Now age 70 and better known as Bob Dylan, the gravelly voiced singer/songwriter's works still bear the hallmarks of his "North Country" heritage.
"The North Country influences on Bob Dylan are evident in his work. There's an abiding respect for the working class, especially the mining folk, and you can hear it throughout his career," says Dylan historian and U of M music professor, Alex Lubet. Lubet, who will be teaching a fall short course on Bob Dylan, has been a fan--and later a scholar--of Bob Dylan ever since he first heard the artist's Freewheelin' in the 1960s.
"Yes, Dylan left Minnesota for New York. But he spent his most formative years here, on the Iron Range and in Minneapolis. Minnesota, and those two places in particular, are much more culturally diverse than people give them credit for. When Dylan was growing up in Hibbing, there were strong cultural identities--a thriving Jewish culture (of which Dylan's family was a part of), the American Indians, the Finns. And Minneapolis, Dinkytown, was very prominent on the folk music scene. It's a combination of urban and rural--and he came of age in both."
"(Dylan) came to folk music from rock and roll.".
"He came to folk music from rock and roll," continues Lubet. "Many people don't realize that, because they try to look at his career in a linear fashion, following just his albums. But there's a lot you miss out on that way. Things that didn't make the cut from the recording session, work he did with bands starting with the very first album that were ultimately not included on the recordings. Dylan started out in rock and roll in his teens, turned to folk music in Minneapolis...and then returned to the electric sound while never abandoning acoustic. You miss that perspective if you solely study what's on his albums."
Continues Lubet, "Part of what makes Dylan stand out, is his unique ability to fuse genres. In listening to some of his latest works, you can hear blues, folk, rock, classic pop, jazz, 19th century ballads...even a little bit of old-time Hawaiian popular music. This is why some critics credit him as the inventor of the recent 'Americana genre.' The man just has music coursing through his veins."
Despite his long career and tremendous influence on popular culture, Bob Dylan has been occasionally labeled as inscrutable and impossible to truly know. Critics point out that he has, in the past, fabricated stories about his background and life as "Robert Zimmerman," and that he isn't an open, accessible celebrity. "He's definitely no Brittney Spears or Madonna, that's for certain," says Lubet.

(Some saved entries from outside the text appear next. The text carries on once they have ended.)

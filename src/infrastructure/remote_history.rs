use std::time::Duration;

use async_trait::async_trait;
use serde::Deserialize;

use crate::application::data_loader::finalize;
use crate::domain::candle::Candle;
use crate::domain::errors::{EngineError, EngineResult};
use crate::domain::ports::CandleSource;
use crate::domain::timeframe::Timeframe;

const HISTORY_TIMEOUT: Duration = Duration::from_secs(60);

#[derive(Debug, Deserialize)]
struct RemoteCandleRow {
    #[serde(rename = "t")]
    timestamp_ms: i64,
    #[serde(rename = "o")]
    open: rust_decimal::Decimal,
    #[serde(rename = "h")]
    high: rust_decimal::Decimal,
    #[serde(rename = "l")]
    low: rust_decimal::Decimal,
    #[serde(rename = "c")]
    close: rust_decimal::Decimal,
    #[serde(rename = "v")]
    volume: rust_decimal::Decimal,
}

#[derive(Debug, Deserialize)]
struct RemoteCandlesResponse {
    candles: Vec<RemoteCandleRow>,
}

#[derive(Debug, Deserialize)]
struct RemoteRangeResponse {
    #[serde(default)]
    earliest_ms: Option<i64>,
    #[serde(default)]
    latest_ms: Option<i64>,
}

/// `CandleSource` backed by an HTTP history service (§4.7 "Remote history
/// service"). 60s request timeout; empty responses trigger a follow-up
/// range probe so the resulting error tells the caller what the service
/// actually has, rather than just "no data".
pub struct RemoteHistorySource {
    base_url: String,
    client: reqwest::Client,
    timeframe: Timeframe,
}

impl RemoteHistorySource {
    pub fn new(base_url: impl Into<String>, timeframe: Timeframe) -> Self {
        let client = reqwest::Client::builder()
            .timeout(HISTORY_TIMEOUT)
            .build()
            .unwrap_or_else(|_| reqwest::Client::new());
        Self {
            base_url: base_url.into(),
            client,
            timeframe,
        }
    }

    fn classify_error(err: &reqwest::Error) -> &'static str {
        if err.is_timeout() || err.is_connect() {
            "unavailable"
        } else if err.status().map(|s| s.as_u16()) == Some(404) {
            "not_found"
        } else {
            "other"
        }
    }

    async fn probe_range(&self, symbol: &str) -> Option<(i64, i64)> {
        let url = format!("{}/range?symbol={symbol}", self.base_url);
        let resp = self.client.get(&url).send().await.ok()?;
        let parsed: RemoteRangeResponse = resp.json().await.ok()?;
        match (parsed.earliest_ms, parsed.latest_ms) {
            (Some(a), Some(b)) => Some((a, b)),
            _ => None,
        }
    }
}

#[async_trait]
impl CandleSource for RemoteHistorySource {
    async fn load(&self, symbol: &str, from_ms: i64, to_ms: i64) -> EngineResult<Vec<Candle>> {
        let url = format!(
            "{}/candles?symbol={symbol}&timeframe={}&from={from_ms}&to={to_ms}",
            self.base_url, self.timeframe
        );

        let response = self.client.get(&url).send().await.map_err(|e| EngineError::DataUnavailable {
            symbol: symbol.to_string(),
            from: from_ms,
            to: to_ms,
            reason: format!("{}: {e}", Self::classify_error(&e)),
        })?;

        if !response.status().is_success() {
            let status = response.status();
            return Err(EngineError::DataUnavailable {
                symbol: symbol.to_string(),
                from: from_ms,
                to: to_ms,
                reason: if status.as_u16() == 404 {
                    "not_found".to_string()
                } else {
                    format!("other: HTTP {status}")
                },
            });
        }

        let parsed: RemoteCandlesResponse = response.json().await.map_err(|e| EngineError::DataUnavailable {
            symbol: symbol.to_string(),
            from: from_ms,
            to: to_ms,
            reason: format!("other: malformed response body: {e}"),
        })?;

        if parsed.candles.is_empty() {
            let diagnostic = match self.probe_range(symbol).await {
                Some((earliest, latest)) => format!(
                    "unavailable: no data in requested range; service reports data for [{earliest}, {latest}]"
                ),
                None => "unavailable: no data in requested range and range probe failed".to_string(),
            };
            return Err(EngineError::DataUnavailable {
                symbol: symbol.to_string(),
                from: from_ms,
                to: to_ms,
                reason: diagnostic,
            });
        }

        let candles = parsed
            .candles
            .into_iter()
            .map(|row| Candle {
                symbol: symbol.to_string(),
                timestamp_ms: row.timestamp_ms,
                open: row.open,
                high: row.high,
                low: row.low,
                close: row.close,
                volume: row.volume,
                timeframe: self.timeframe,
            })
            .collect();

        finalize(candles)
    }
}
//! Unified `load(symbol, [from,to], timeframe) -> Vec<Candle>` contract
//! over file/database/remote/synthetic sources (§4.7).

mod file;
mod synthetic;

pub use file::FileCandleSource;
pub use synthetic::SyntheticCandleSource;

use crate::domain::candle::Candle;
use crate::domain::errors::{EngineError, EngineResult};

/// Output is always sorted ascending by timestamp, deduplicated by
/// timestamp (later row wins), and validated (§4.7).
pub fn finalize(mut candles: Vec<Candle>) -> EngineResult<Vec<Candle>> {
    candles.sort_by_key(|c| c.timestamp_ms);
    candles.dedup_by(|a, b| {
        if a.timestamp_ms == b.timestamp_ms {
            std::mem::swap(a, b);
            true
        } else {
            false
        }
    });
    let mut out = Vec::with_capacity(candles.len());
    for c in candles {
        match c.validate() {
            Ok(()) => out.push(c),
            Err(EngineError::InvalidCandle { reason, .. }) => {
                tracing::warn!(symbol = %c.symbol, ts = c.timestamp_ms, reason, "dropping invalid candle");
            }
            Err(other) => return Err(other),
        }
    }
    Ok(out)
}

#[cfg(test)]
mod tests {
    use super::*;
    use crate::domain::timeframe::Timeframe;
    use rust_decimal_macros::dec;

    fn candle(ts: i64, low: rust_decimal::Decimal) -> Candle {
        Candle {
            symbol: "EURUSD".to_string(),
            timestamp_ms: ts,
            open: dec!(1),
            high: dec!(1.2),
            low,
            close: dec!(1.05),
            volume: dec!(10),
            timeframe: Timeframe::M1,
        }
    }

    #[test]
    fn later_row_wins_on_duplicate_timestamp() {
        let candles = vec![candle(60_000, dec!(0.9)), candle(60_000, dec!(0.8))];
        let out = finalize(candles).unwrap();
        assert_eq!(out.len(), 1);
        assert_eq!(out[0].low, dec!(0.8));
    }

    #[test]
    fn invalid_rows_are_dropped_not_fatal() {
        let candles = vec![candle(60_000, dec!(0)), candle(120_000, dec!(0.9))];
        let out = finalize(candles).unwrap();
        assert_eq!(out.len(), 1);
        assert_eq!(out[0].timestamp_ms, 120_000);
    }
}
//! Exercises the grid-search path of `optimizer::optimize`, the way
//! `bin/optimize.rs` drives it for `--method grid`.

use std::collections::HashMap;

use rust_decimal_macros::dec;
use uuid::Uuid;

use replaylab::application::analyzer::AnalyzerConfig;
use replaylab::application::data_loader::SyntheticCandleSource;
use replaylab::application::execution_filter::ExecutionFilterConfig;
use replaylab::application::optimizer::{optimize, OptimizeOutcome, OptimizeRequest, ReplayEnvironment, SearchSpace};
use replaylab::application::replay_engine::{NewsGate, ReplayConfig};
use replaylab::application::signal_synth::SignalConfig;
use replaylab::domain::candle::Candle;
use replaylab::domain::optimization::{ScoreWeights, SearchMethod};
use replaylab::domain::params::{ParamGrid, ParamValue};
use replaylab::domain::ports::CandleSource;
use replaylab::domain::timeframe::Timeframe;

fn filter_config() -> ExecutionFilterConfig {
    ExecutionFilterConfig {
        session_start_minute: 0,
        session_end_minute: 1440,
        max_spread_pips: dec!(3),
        min_minutes_between_trades: 15,
        max_daily_trades: 10,
        max_concurrent_per_symbol: 2,
        max_concurrent_per_direction: None,
        max_concurrent_global: 10,
        max_daily_risk_dollars_per_symbol: dec!(1000),
        max_daily_risk_dollars_global: dec!(5000),
        confluence_threshold: 60,
    }
}

fn replay_config() -> ReplayConfig {
    ReplayConfig {
        strategy: "smc".to_string(),
        initial_balance: dec!(10_000),
        risk_percent: rust_decimal::Decimal::ONE,
        contract_size: dec!(100_000),
        pip_size: dec!(0.0001),
        pip_value: dec!(10),
        min_lot: dec!(0.01),
        max_lot: dec!(10),
        equity_snapshot_every_n_bars: 60,
        htf: Timeframe::H4,
        itf: Timeframe::H1,
        ltf: Timeframe::M15,
        htf_bars: 100,
        itf_bars: 100,
        ltf_bars: 100,
    }
}

#[tokio::test]
async fn grid_sweep_ranks_every_combination() {
    let source = SyntheticCandleSource::new(11, Timeframe::M1);
    let candles: Vec<Candle> = source.load("EURUSD", 0, 2 * 24 * 60 * 60_000).await.unwrap();
    let bars: Vec<(String, Candle)> = candles.into_iter().map(|c| ("EURUSD".to_string(), c)).collect();

    let mut fields = HashMap::new();
    fields.insert(
        "confluence_threshold".to_string(),
        vec![ParamValue::Int(50), ParamValue::Int(65), ParamValue::Int(80)],
    );
    let grid = ParamGrid(fields);

    let news_gate = NewsGate::new();
    let env = ReplayEnvironment {
        replay_config: replay_config(),
        analyzer_config: AnalyzerConfig::default(),
        signal_config: SignalConfig::default(),
        filter_config: filter_config(),
        news_gate: &news_gate,
    };
    let request = OptimizeRequest {
        run_id: Uuid::new_v4(),
        method: SearchMethod::Grid,
        search_space: SearchSpace::Grid(grid),
        trials: 0,
        parallel_runs: 2,
        walk_forward_windows: 0,
        walk_forward_step_days: 0,
        seed: 99,
        score_weights: ScoreWeights::default(),
    };

    let outcome = optimize(&request, &bars, &env).expect("grid sweep should not error");
    match outcome {
        OptimizeOutcome::Swept(records) => {
            assert_eq!(records.len(), 3, "one result per grid combination");
            // Ranked descending by score.
            for window in records.windows(2) {
                let a = window[0].ranked_score.unwrap_or(f64::NEG_INFINITY);
                let b = window[1].ranked_score.unwrap_or(f64::NEG_INFINITY);
                assert!(a >= b, "results must be sorted by descending score");
            }
        }
        OptimizeOutcome::WalkForward(_) => panic!("grid method must not produce a walk-forward outcome"),
    }
}
use crate::domain::params::{ParamGrid, ParameterSet};

/// Cartesian product of the grid's per-parameter value lists, in a
/// deterministic key order so repeated calls over the same grid always
/// enumerate combinations identically (§4.8 "Grid").
pub fn generate_combinations(grid: &ParamGrid) -> Vec<ParameterSet> {
    let mut keys: Vec<&String> = grid.0.keys().collect();
    keys.sort();

    let mut combos = vec![ParameterSet::default()];
    for key in keys {
        let values = &grid.0[key];
        let mut next = Vec::with_capacity(combos.len() * values.len().max(1));
        for combo in &combos {
            for value in values {
                let mut extended = combo.clone();
                extended.insert(key.clone(), value.clone());
                next.push(extended);
            }
        }
        combos = next;
    }
    combos
}

#[cfg(test)]
mod tests {
    use super::*;
    use crate::domain::params::ParamValue;

    #[test]
    fn six_point_grid_yields_six_sets() {
        let mut grid = ParamGrid::default();
        grid.0.insert(
            "a".to_string(),
            vec![ParamValue::Int(1), ParamValue::Int(2), ParamValue::Int(3)],
        );
        grid.0.insert(
            "b".to_string(),
            vec![ParamValue::Int(10), ParamValue::Int(20)],
        );
        let combos = generate_combinations(&grid);
        assert_eq!(combos.len(), 6);
        let unique: std::collections::HashSet<String> = combos
            .iter()
            .map(|c| format!("{:?},{:?}", c.get("a"), c.get("b")))
            .collect();
        assert_eq!(unique.len(), 6);
    }

    #[test]
    fn empty_grid_yields_one_empty_set() {
        let grid = ParamGrid::default();
        let combos = generate_combinations(&grid);
        assert_eq!(combos.len(), 1);
        assert!(combos[0].0.is_empty());
    }
}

"In truth, though, I think a lot of those impressions come about because Dylan is just an intensely private, shy person. He tries to keep his work and his family and home life completely separate. To him, I believe, the 'Bob Dylan' on stage is not the same 'Bob Dylan' at home. Especially in the early years--when he was younger it was almost like a stage persona. Like he was inventing this character that he only played when he was performing. In a way, he reminds me of Greta Garbo. In her case, it probably ended her career prematurely. In Dylan's, well, he's had a remarkably normal family and home life. His kids have led normal lives. And his career is still going strong."

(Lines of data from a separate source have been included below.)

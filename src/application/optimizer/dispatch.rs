use rayon::prelude::*;
use uuid::Uuid;

use crate::application::analyzer::AnalyzerConfig;
use crate::application::execution_filter::ExecutionFilterConfig;
use crate::application::replay_engine::{CancellationToken, NewsGate, ReplayConfig, ReplayEngine, ReplayOutcome};
use crate::application::signal_synth::SignalConfig;
use crate::domain::candle::Candle;
use crate::domain::optimization::{OptimizationResultRecord, ScoreWeights};
use crate::domain::params::ParameterSet;

/// Everything a replay needs that is constant across one sweep; only the
/// parameter set varies between dispatched replays (§4.8 "Dispatch").
#[derive(Clone)]
pub struct SweepContext<'a> {
    pub run_id: Uuid,
    pub bars: &'a [(String, Candle)],
    pub replay_config: ReplayConfig,
    pub analyzer_config: AnalyzerConfig,
    pub signal_config: SignalConfig,
    pub filter_config: ExecutionFilterConfig,
    pub news_gate: &'a NewsGate,
    pub score_weights: ScoreWeights,
}

/// Runs one replay per parameter set, up to `parallelism` at a time.
/// Each replay owns disjoint state (§5 "Across replays"); a replay that
/// errors is recorded as a `-inf`-scored result rather than aborting the
/// sweep (§4.8 "Dispatch", §7 `DataUnavailable` recovery).
pub fn evaluate_batch(
    ctx: &SweepContext,
    param_sets: Vec<ParameterSet>,
    parallelism: usize,
) -> Vec<OptimizationResultRecord> {
    let pool = rayon::ThreadPoolBuilder::new()
        .num_threads(parallelism.max(1))
        .build();
    let run = |params: ParameterSet| evaluate_one(ctx, params);

    match pool {
        Ok(pool) => pool.install(|| param_sets.into_par_iter().map(run).collect()),
        Err(_) => param_sets.into_iter().map(run).collect(),
    }
}

fn evaluate_one(ctx: &SweepContext, params: ParameterSet) -> OptimizationResultRecord {
    let engine = ReplayEngine::new(
        ctx.replay_config.clone(),
        ctx.analyzer_config,
        ctx.signal_config.clone(),
        ctx.filter_config.clone(),
    );
    let cancel = CancellationToken::new();
    match engine.run(ctx.bars, &params, ctx.news_gate, &cancel) {
        Ok(ReplayOutcome::Completed(result)) | Ok(ReplayOutcome::Cancelled(result)) => {
            let score = ctx.score_weights.score(&result.stats);
            OptimizationResultRecord {
                run_id: ctx.run_id,
                params,
                stats: result.stats,
                equity_curve: result.equity_curve,
                trades: result.trades,
                ranked_score: Some(score),
                out_of_sample_score: None,
            }
        }
        Err(_) => OptimizationResultRecord {
            run_id: ctx.run_id,
            params,
            stats: Default::default(),
            equity_curve: Vec::new(),
            trades: Vec::new(),
            ranked_score: Some(f64::NEG_INFINITY),
            out_of_sample_score: None,
        },
    }
}

/// Sorts descending by `ranked_score`, treating a missing score as worse
/// than any real one (§5 "callers must sort by ranked_score explicitly").
pub fn rank_descending(mut results: Vec<OptimizationResultRecord>) -> Vec<OptimizationResultRecord> {
    results.sort_by(|a, b| {
        let a_score = a.ranked_score.unwrap_or(f64::NEG_INFINITY);
        let b_score = b.ranked_score.unwrap_or(f64::NEG_INFINITY);
        b_score.partial_cmp(&a_score).unwrap_or(std::cmp::Ordering::Equal)
    });
    results
}
//! Helper functions and utilities
//!
//! This module contains common helper functions used throughout the application.

/// Round a value to two decimal places
pub fn round_two_decimals(value: f64) -> f64 {
    (value * 100.0).round() / 100.0
}

/// Arithmetic mean of the given values, `0.0` for an empty input
pub fn mean<I>(values: I) -> f64
where
    I: IntoIterator<Item = f64>,
{
    let (sum, count) = values
        .into_iter()
        .fold((0.0, 0usize), |(sum, count), value| (sum + value, count + 1));

    if count == 0 {
        0.0
    } else {
        sum / count as f64
    }
}

/// Trimmed search term, or `None` when the query is blank
pub fn search_term(query: &str) -> Option<&str> {
    let trimmed = query.trim();
    if trimmed.is_empty() {
        None
    } else {
        Some(trimmed)
    }
}

/// Case-insensitive substring check
pub fn contains_ignore_case(haystack: &str, needle: &str) -> bool {
    haystack.to_lowercase().contains(&needle.to_lowercase())
}

/// Case-insensitive equality
pub fn eq_ignore_case(left: &str, right: &str) -> bool {
    left.to_lowercase() == right.to_lowercase()
}

/// Build an `ILIKE` substring pattern, escaping the wildcard characters
pub fn like_pattern(term: &str) -> String {
    let escaped = term
        .replace('\\', r"\\")
        .replace('%', r"\%")
        .replace('_', r"\_");
    format!("%{}%", escaped)
}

"As Minnesotans," says Lubet, "I think we want to own a tiny piece of him, claim him as 'one of us.'" And although he only spent a year studying in Minneapolis, the University is also proud to claim the singer as one of its own, as well. Dylan left a lasting impression on the Minnesota music scene--and of course, on American culture in general. His name is on the U's Wall of Discovery, sharing space with such notables as former Vice President Hubert Humphrey, Robert Cray (inventor of the world's first supercomputer), Supreme Court Chief Justice Warren Burger, and author Saul Bellow.
"His work is really almost like a multi-faceted gem--every which way you turn it, every different angle you glimpse it at, you see something new.".

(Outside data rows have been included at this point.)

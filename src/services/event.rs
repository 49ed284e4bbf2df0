//! Event service implementation
//!
//! Owns events: creation, updates, the listing/search/filter queries, and the
//! capacity figures the enrollment manager checks before registering anyone.

use std::sync::Arc;
use chrono::{DateTime, Utc};
use tracing::{debug, info};
use validator::Validate;
use crate::database::EventRepository;
use crate::models::event::{Event, EventCategory, EventDetails, CreateEventRequest, UpdateEventRequest};
use crate::utils::errors::{CampusEventsError, Result};
use crate::utils::helpers::search_term;
use crate::utils::logging::log_event_action;

const MAX_UPCOMING_LIMIT: i64 = 100;

#[derive(Clone)]
pub struct EventService {
    events: Arc<dyn EventRepository>,
}

impl EventService {
    pub fn new(events: Arc<dyn EventRepository>) -> Self {
        Self { events }
    }

    pub async fn create_event(&self, request: CreateEventRequest) -> Result<Event> {
        request.validate()?;

        let event = self.events.create(request).await?;
        log_event_action(event.id, "created", Some(&event.title));
        Ok(event)
    }

    pub async fn get_event(&self, id: i64) -> Result<Option<Event>> {
        debug!(event_id = id, "Getting event by ID");
        self.events.find_by_id(id).await
    }

    /// Event with its participant count and remaining spots
    pub async fn get_event_details(&self, id: i64) -> Result<Option<EventDetails>> {
        let Some(event) = self.events.find_by_id(id).await? else {
            return Ok(None);
        };
        let count = self.events.participant_count(id).await?;
        Ok(Some(EventDetails::new(event, count)))
    }

    /// Overwrite an event's mutable fields; `None` if the event does not exist
    pub async fn update_event(&self, id: i64, request: UpdateEventRequest) -> Result<Option<Event>> {
        request.validate()?;

        let updated = self.events.update(id, request).await?;
        match &updated {
            Some(event) => log_event_action(event.id, "updated", None),
            None => debug!(event_id = id, "Update skipped, event not found"),
        }
        Ok(updated)
    }

    /// Delete an event and everything attached to it; `false` if absent
    pub async fn delete_event(&self, id: i64) -> Result<bool> {
        let deleted = self.events.delete(id).await?;
        if deleted {
            log_event_action(id, "deleted", None);
        }
        Ok(deleted)
    }

    pub async fn list_events(&self) -> Result<Vec<Event>> {
        self.events.list().await
    }

    /// Case-insensitive search over title, description and venue
    ///
    /// A blank query returns every event.
    pub async fn search_events(&self, query: &str) -> Result<Vec<Event>> {
        match search_term(query) {
            Some(term) => {
                debug!(term = %term, "Searching events");
                self.events.search(term).await
            }
            None => self.events.list().await,
        }
    }

    pub async fn events_by_category(&self, category: EventCategory) -> Result<Vec<Event>> {
        self.events.find_by_category(category).await
    }

    /// Events dated within `[start, end]`
    pub async fn events_in_range(&self, start: DateTime<Utc>, end: DateTime<Utc>) -> Result<Vec<Event>> {
        self.events.find_in_range(start, end).await
    }

    pub async fn upcoming_events(&self, limit: i64) -> Result<Vec<Event>> {
        if !(1..=MAX_UPCOMING_LIMIT).contains(&limit) {
            return Err(CampusEventsError::InvalidInput(format!(
                "Limit must be between 1 and {}",
                MAX_UPCOMING_LIMIT
            )));
        }
        self.events.find_upcoming(Utc::now(), limit).await
    }

    pub async fn participant_count(&self, event_id: i64) -> Result<i64> {
        self.events.participant_count(event_id).await
    }

    /// Whether the event can take another registration; `false` for unknown events
    pub async fn has_available_capacity(&self, event_id: i64) -> Result<bool> {
        let Some(event) = self.events.find_by_id(event_id).await? else {
            return Ok(false);
        };
        let count = self.events.participant_count(event_id).await?;
        let available = event.has_capacity_for(count);

        if !available {
            info!(event_id = event_id, current = count, max_capacity = event.max_capacity, "Event is full");
        }
        Ok(available)
    }

    /// Remaining spots, floored at zero; `0` for unknown events
    pub async fn available_capacity(&self, event_id: i64) -> Result<i64> {
        let Some(event) = self.events.find_by_id(event_id).await? else {
            return Ok(0);
        };
        let count = self.events.participant_count(event_id).await?;
        Ok(event.available_spots(count))
    }
}
//! Test context for unified test setup
//!
//! Builds the service factory over either store and offers shortcuts for the
//! common "event plus registered students" setup.

use axum::Router;
use campus_events::models::{Event, Student};
use campus_events::{build_router, AppState, DatabaseService, ServiceFactory};

use super::database_helper::TestDatabase;
use super::test_data::{event_request, registration_request, student_request};

/// Unified test context that manages all test components
pub struct TestContext {
    pub services: ServiceFactory,
    pub database: Option<TestDatabase>,
}

impl TestContext {
    /// Services over a fresh in-memory store
    pub fn in_memory() -> Self {
        Self {
            services: ServiceFactory::new(DatabaseService::in_memory()),
            database: None,
        }
    }

    /// Services over a migrated, empty Postgres database
    pub async fn postgres() -> Result<Self, Box<dyn std::error::Error + Send + Sync>> {
        let database = TestDatabase::new().await?;
        Ok(Self {
            services: ServiceFactory::new(DatabaseService::new(database.pool.clone())),
            database: Some(database),
        })
    }

    /// Router over this context's services
    pub fn app(&self) -> Router {
        build_router(AppState::new(self.services.clone()))
    }

    pub async fn create_event(&self, title: &str, max_capacity: i32) -> Event {
        self.services
            .event_service
            .create_event(event_request(title, max_capacity))
            .await
            .expect("Failed to create event")
    }

    pub async fn create_student(&self) -> Student {
        self.services
            .student_service
            .create_student(student_request())
            .await
            .expect("Failed to create student")
    }

    /// Create a student and register them for the event
    pub async fn registered_student(&self, event_id: i64) -> Student {
        let student = self.create_student().await;
        self.services
            .registration_service
            .register(registration_request(event_id, student.id))
            .await
            .expect("Failed to register student");
        student
    }

    /// Clean up test resources
    pub async fn cleanup(&self) -> Result<(), sqlx::Error> {
        match &self.database {
            Some(database) => database.cleanup().await,
            None => Ok(()),
        }
    }
}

In the past, the Frederick R. Weisman Art Museum hosted the touring exhibit "Bob Dylan's American Journey, 1956-1966," and the University also sponsored a major symposium: "Highway 61 Revisited: Dylan's Road from Minnesota to the World, Bob Dylan Symposium."
Lubet, who has taught several University classes about Bob Dylan, will again share his knowledge and insights with LearningLife beginning October 27. With an emphasis on Dylan's music, Bob Dylan: The First 70 Years will consider the artist as a composer of songs whose musical intuitions are a full partner with his lyric gifts. Using archival audio and video recordings, including rarities and surprises from the instructor's vast private collection, participants will explore Dylan's enduring artistic legacy within the social and political context of his times.
Concludes Lubet, "Dylan's career isn't like that of other artists, say Elvis or the Beatles. It isn't linear, and it isn't a clear progression from day one to the end. His work is really almost like a multi-faceted gem--every which way you turn it, every different angle you glimpse it at, you see something new. This course, it will help people see that."